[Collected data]
▽

//! Storage module for persisting crawl data
//!
//! This module handles all database operations for the crawler:
//! - SQLite database initialization and schema management
//! - The URL frontier and its visited/scraped state machine
//! - The article table

mod schema;
mod sqlite;
mod traits;

pub use sqlite::{SqliteArticles, SqliteFrontier};
pub use traits::{ArticleStore, FrontierStore, StorageError, StorageResult};

use crate::config::OutputConfig;
use crate::state::UrlState;
use std::path::Path;

/// Opens both stores named by the output configuration
///
/// A failure here is fatal to a crawl.
pub fn open_stores(config: &OutputConfig) -> StorageResult<(SqliteFrontier, SqliteArticles)> {
    let frontier = SqliteFrontier::open(Path::new(&config.urls_database_path))?;
    let articles = SqliteArticles::open(Path::new(&config.articles_database_path))?;
    Ok((frontier, articles))
}

/// Represents a URL in the frontier
#[derive(Debug, Clone, PartialEq, Eq)]
pub struct UrlRecord {
    pub url: String,
    pub visited: bool,
    pub scraped: bool,
    /// Number of failed processing attempts
    pub attempts: u32,
}

impl UrlRecord {
    /// Returns the lifecycle state, or None if the flags are inconsistent
    pub fn state(&self) -> Option<UrlState> {
        UrlState::from_flags(self.visited, self.scraped)
    }
}

/// A structured article extracted from one page
#[derive(Debug, Clone, PartialEq, Eq)]
pub struct Article {
    pub url: String,
    pub title: String,
    pub date_published: String,
    pub content: String,
}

△

▶ Work required:
Once more, write out the records above, exactly as they stand.

▶ Response below:
//! Storage module for persisting crawl data
//!
//! This module handles all database operations for the crawler:
//! - SQLite database initialization and schema management
//! - The URL frontier and its visited/scraped state machine
//! - The article table

mod schema;
mod sqlite;
mod traits;

pub use sqlite::{SqliteArticles, SqliteFrontier};
pub use traits::{ArticleStore, FrontierStore, StorageError, StorageResult};

use crate::config::OutputConfig;
use crate::state::UrlState;
use std::path::Path;

/// Opens both stores named by the output configuration
///
/// A failure here is fatal to a crawl.
pub fn open_stores(config: &OutputConfig) -> StorageResult<(SqliteFrontier, SqliteArticles)> {
    let frontier = SqliteFrontier::open(Path::new(&config.urls_database_path))?;
    let articles = SqliteArticles::open(Path::new(&config.articles_database_path))?;
    Ok((frontier, articles))
}

/// Represents a URL in the frontier
#[derive(Debug, Clone, PartialEq, Eq)]
pub struct UrlRecord {
    pub url: String,
    pub visited: bool,
    pub scraped: bool,
    /// Number of failed processing attempts
    pub attempts: u32,
}

impl UrlRecord {
    /// Returns the lifecycle state, or None if the flags are inconsistent
    pub fn state(&self) -> Option<UrlState> {
        UrlState::from_flags(self.visited, self.scraped)
    }
}

/// A structured article extracted from one page
#[derive(Debug, Clone, PartialEq, Eq)]
pub struct Article {
    pub url: String,
    pub title: String,
    pub date_published: String,
    pub content: String,
}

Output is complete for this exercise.